Increased Toll-like receptor (TLR) mRNA expression in monocytes is a feature of metabolic syndrome in adolescents
Article first published online: 19 SEP 2012
© 2012 The Authors. Pediatric Obesity © 2012 International Association for the Study of Obesity
Volume 8, Issue 1, pages e19–e23, February 2013
How to Cite
Hardy, O. T., Kim, A., Ciccarelli, C., Hayman, L. L. and Wiecha, J. (2013), Increased Toll-like receptor (TLR) mRNA expression in monocytes is a feature of metabolic syndrome in adolescents. Pediatric Obesity, 8: e19–e23. doi: 10.1111/j.2047-6310.2012.00098.x
- Issue published online: 7 JAN 2013
- Article first published online: 19 SEP 2012
- Manuscript Accepted: 1 AUG 2012
- Manuscript Revised: 24 JUL 2012
- Manuscript Received: 25 JUN 2012
- UMass Center for Clinical and Translational Science. Grant Number: UL1RR031982
- Life Sciences Moment Fund
- Diabetes Endocrinology Research Center. Grant Number: DK32520
- innate immunity;
- metabolic syndrome;
Metabolic syndrome (MetSyn) is diagnosed frequently in some but not all overweight adolescents. Chronic inflammation, as seen in obesity, is strongly associated with MetSyn.
The aim of this pilot study was to assess the correlation between activation of the innate immune system and MetSyn, independent of body mass index (BMI), in a young population.
We quantitatively measured both systemic pro-inflammatory cytokines and gene expression of Toll-like receptors (TLRs) and downstream cytokines in circulating monocytes obtained from nine adolescents with metabolic syndrome (Overwt-MetSyn) and eight BMI-matched controls (Overwt-Healthy).
The Overwt-MetSyn group demonstrated a significant elevation in expression of TLR2, TLR4, tumour necrosis factor-a (TNF a) and interleukin-6 (IL6) in peripheral monocytes, and increased circulating levels of TNF a and IL6 when compared with the Overwt-Healthy group.
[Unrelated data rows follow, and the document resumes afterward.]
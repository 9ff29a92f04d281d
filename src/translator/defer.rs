use crate::parser::{Case, Expr, Function, Stmt};

/// Removes every `defer` from a function body and replays the deferred
/// expressions, first registered first, in front of each later `return`.
///
/// The pending list is per function: a `defer` inside a nested block keeps
/// firing on returns after that block ends. A body that can run off its
/// closing brace replays the pending list there too.
pub fn rewrite(function: &mut Function) {
    let Some(body) = function.body.take() else {
        return;
    };
    if body.is_empty() {
        function.body = Some(body);
        return;
    }

    let mut body = body;
    let is_main = function.name() == Some("main");
    if !is_main && function.returns_void() && !matches!(body.last(), Some(Stmt::Return(_))) {
        body.push(Stmt::Return(None));
    }

    let falls_off = !matches!(body.last(), Some(Stmt::Return(_)));
    let mut pending = vec![];
    let mut body = rewrite_block(body, &mut pending);
    // control can reach the closing brace without a return
    if falls_off {
        body.extend(pending.iter().cloned().map(Stmt::Expr));
    }
    if !pending.is_empty() {
        log::trace!(
            "{}: {} deferred expression(s)",
            function.name().unwrap_or_default(),
            pending.len()
        );
    }
    function.body = Some(body);
}

fn rewrite_block(stmts: Vec<Stmt>, pending: &mut Vec<Expr>) -> Vec<Stmt> {
    stmts
        .into_iter()
        .flat_map(|stmt| rewrite_stmt(stmt, pending))
        .collect()
}

/// A statement slot that holds exactly one statement, such as an `if` arm.
fn rewrite_single(stmt: Stmt, pending: &mut Vec<Expr>) -> Stmt {
    let mut stmts = rewrite_stmt(stmt, pending);
    match stmts.len() {
        0 => Stmt::Empty,
        1 => stmts.remove(0),
        _ => Stmt::Block(stmts),
    }
}

fn rewrite_stmt(stmt: Stmt, pending: &mut Vec<Expr>) -> Vec<Stmt> {
    let stmt = match stmt {
        Stmt::Defer(expr) => {
            pending.push(expr);
            return vec![];
        }
        Stmt::Return(value) => {
            let mut out = pending.iter().cloned().map(Stmt::Expr).collect::<Vec<_>>();
            out.push(Stmt::Return(value));
            return out;
        }
        Stmt::Block(stmts) => Stmt::Block(rewrite_block(stmts, pending)),
        Stmt::If {
            cond,
            then,
            otherwise,
        } => Stmt::If {
            cond,
            then: Box::new(rewrite_single(*then, pending)),
            otherwise: otherwise.map(|o| Box::new(rewrite_single(*o, pending))),
        },
        Stmt::While { cond, body } => Stmt::While {
            cond,
            body: Box::new(rewrite_single(*body, pending)),
        },
        Stmt::DoWhile { body, cond } => Stmt::DoWhile {
            body: Box::new(rewrite_single(*body, pending)),
            cond,
        },
        Stmt::For {
            init,
            cond,
            step,
            body,
        } => Stmt::For {
            init,
            cond,
            step,
            body: Box::new(rewrite_single(*body, pending)),
        },
        Stmt::Switch { value, cases } => Stmt::Switch {
            value,
            cases: cases
                .into_iter()
                .map(|Case { label, body }| Case {
                    label,
                    body: rewrite_block(body, pending),
                })
                .collect(),
        },
        other @ (Stmt::Declaration(_)
        | Stmt::Expr(_)
        | Stmt::Break
        | Stmt::Continue
        | Stmt::Empty) => other,
    };
    vec![stmt]
}
use crate::error::Result;
use crate::lexer::{Keyword, Symbol, TokenKind};

use super::{
    parser::Parser, ArrayEntry, BinaryOp, Expr, Literal, MemberInit, PostfixOp, PrefixOp,
    ASSIGN_STRENGTH, TERNARY_STRENGTH, UNARY_STRENGTH,
};

impl<'a> Parser<'a> {
    /// Precedence climbing: folds every operator binding tighter than
    /// `floor` into the left operand. Assignments recurse one step lower so
    /// they group to the right.
    pub(super) fn parse_expression(&mut self, floor: u8) -> Result<Expr> {
        let mut lhs = self.parse_unary()?;

        loop {
            if TERNARY_STRENGTH > floor && self.consume(Symbol::Question) {
                let then = self.parse_expression(0)?;
                self.expect(Symbol::Colon)?;
                let otherwise = self.parse_expression(ASSIGN_STRENGTH)?;
                lhs = Expr::Conditional(Box::new(lhs), Box::new(then), Box::new(otherwise));
                continue;
            }

            let TokenKind::Symbol(symbol) = self.peek().kind else {
                break;
            };
            let Some(op) = BinaryOp::from_symbol(symbol) else {
                break;
            };
            if op.strength() <= floor {
                break;
            }
            self.bump();

            let rhs = match op {
                BinaryOp::Member | BinaryOp::PtrMember => {
                    let name = Expr::Ident(self.expect_word()?);
                    self.parse_postfix(name)?
                }
                _ if op.is_right_assoc() => self.parse_expression(op.strength() - 1)?,
                _ => self.parse_expression(op.strength())?,
            };
            lhs = Expr::binary(op, lhs, rhs);
        }

        Ok(lhs)
    }

    /// unary = prefix-op unary | "sizeof" unary | "sizeof" "(" type-name ")"
    ///       | "(" type-name ")" unary | postfix
    fn parse_unary(&mut self) -> Result<Expr> {
        if let TokenKind::Symbol(symbol) = self.peek().kind {
            if let Some(op) = PrefixOp::from_symbol(symbol) {
                self.bump();
                let operand = self.parse_expression(UNARY_STRENGTH)?;
                return Ok(Expr::Prefix(op, Box::new(operand)));
            }
        }

        if self.consume_keyword(Keyword::Sizeof) {
            if self.check(Symbol::LParen) && self.starts_type(self.peek_at(1)) {
                let ty = self.attempt(|p| {
                    p.expect(Symbol::LParen)?;
                    let ty = p.parse_type_name()?;
                    p.expect(Symbol::RParen)?;
                    Ok(ty)
                });
                if let Some(ty) = ty {
                    return Ok(Expr::SizeofType(Box::new(ty)));
                }
            }
            let operand = self.parse_expression(UNARY_STRENGTH)?;
            return Ok(Expr::SizeofExpr(Box::new(operand)));
        }

        if self.check(Symbol::LParen) && self.starts_type(self.peek_at(1)) {
            let ty = self.attempt(|p| {
                p.expect(Symbol::LParen)?;
                let ty = p.parse_type_name()?;
                p.expect(Symbol::RParen)?;
                Ok(ty)
            });
            if let Some(ty) = ty {
                let operand = self.parse_expression(UNARY_STRENGTH)?;
                return Ok(Expr::Cast(Box::new(ty), Box::new(operand)));
            }
        }

        let atom = self.parse_atom()?;
        self.parse_postfix(atom)
    }

    /// postfix = atom ("(" args ")" | "[" expr "]" | "++" | "--")*
    fn parse_postfix(&mut self, mut expr: Expr) -> Result<Expr> {
        loop {
            if self.consume(Symbol::LParen) {
                let mut args = vec![];
                if !self.consume(Symbol::RParen) {
                    loop {
                        args.push(self.parse_expression(0)?);
                        if !self.consume(Symbol::Comma) {
                            self.expect(Symbol::RParen)?;
                            break;
                        }
                    }
                }
                expr = Expr::Call(Box::new(expr), args);
            } else if self.consume(Symbol::LBracket) {
                let index = self.parse_expression(0)?;
                self.expect(Symbol::RBracket)?;
                expr = Expr::Index(Box::new(expr), Box::new(index));
            } else if self.consume(Symbol::PlusPlus) {
                expr = Expr::Postfix(PostfixOp::Inc, Box::new(expr));
            } else if self.consume(Symbol::MinusMinus) {
                expr = Expr::Postfix(PostfixOp::Dec, Box::new(expr));
            } else {
                return Ok(expr);
            }
        }
    }

    /// atom = word | number | string | char | "(" expr ")" | "{" initializer "}"
    fn parse_atom(&mut self) -> Result<Expr> {
        let expr = match &self.peek().kind {
            TokenKind::Word(w) => Expr::Ident(w.clone()),
            TokenKind::Number(n) => Expr::Literal(Literal::Number(n.clone())),
            TokenKind::String(s) => Expr::Literal(Literal::String(s.clone())),
            TokenKind::Char(c) => Expr::Literal(Literal::Char(c.clone())),
            TokenKind::Symbol(Symbol::LParen) => {
                self.bump();
                let inner = self.parse_expression(0)?;
                self.expect(Symbol::RParen)?;
                return Ok(inner);
            }
            TokenKind::Symbol(Symbol::LBrace) => {
                if self.peek_at(1).is_symbol(Symbol::Dot) {
                    return self.parse_struct_literal();
                }
                return self.parse_array_literal();
            }
            _ => return Err(self.error("expression")),
        };
        self.bump();
        Ok(expr)
    }

    /// struct-literal = "{" ("." name "=" expr ","?)* "}"
    fn parse_struct_literal(&mut self) -> Result<Expr> {
        self.expect(Symbol::LBrace)?;
        let mut members = vec![];
        while !self.consume(Symbol::RBrace) {
            self.expect(Symbol::Dot)?;
            let name = self.expect_word()?;
            self.expect(Symbol::Assign)?;
            let value = self.parse_expression(0)?;
            members.push(MemberInit { name, value });
            if !self.consume(Symbol::Comma) {
                self.expect(Symbol::RBrace)?;
                break;
            }
        }
        Ok(Expr::StructLiteral(members))
    }

    /// array-literal = "{" (("[" expr "]" "=")? expr ","?)* "}"
    fn parse_array_literal(&mut self) -> Result<Expr> {
        self.expect(Symbol::LBrace)?;
        let mut entries = vec![];
        while !self.consume(Symbol::RBrace) {
            let index = if self.consume(Symbol::LBracket) {
                let index = self.parse_expression(0)?;
                self.expect(Symbol::RBracket)?;
                self.expect(Symbol::Assign)?;
                Some(index)
            } else {
                None
            };
            let value = self.parse_expression(0)?;
            entries.push(ArrayEntry { index, value });
            if !self.consume(Symbol::Comma) {
                self.expect(Symbol::RBrace)?;
                break;
            }
        }
        Ok(Expr::ArrayLiteral(entries))
    }
}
TLR2 (r = 0.78, P < 0.001), TLR4 (r = 0.57, P < 0.01) and TNF a (r = 0.61, P < 0.01) gene expression positively correlated with serum levels of TNF a.
Our study suggests that activation of the innate immune pathway via TLRs may be partially responsible for the increased systemic inflammation seen in adolescents with MetSyn.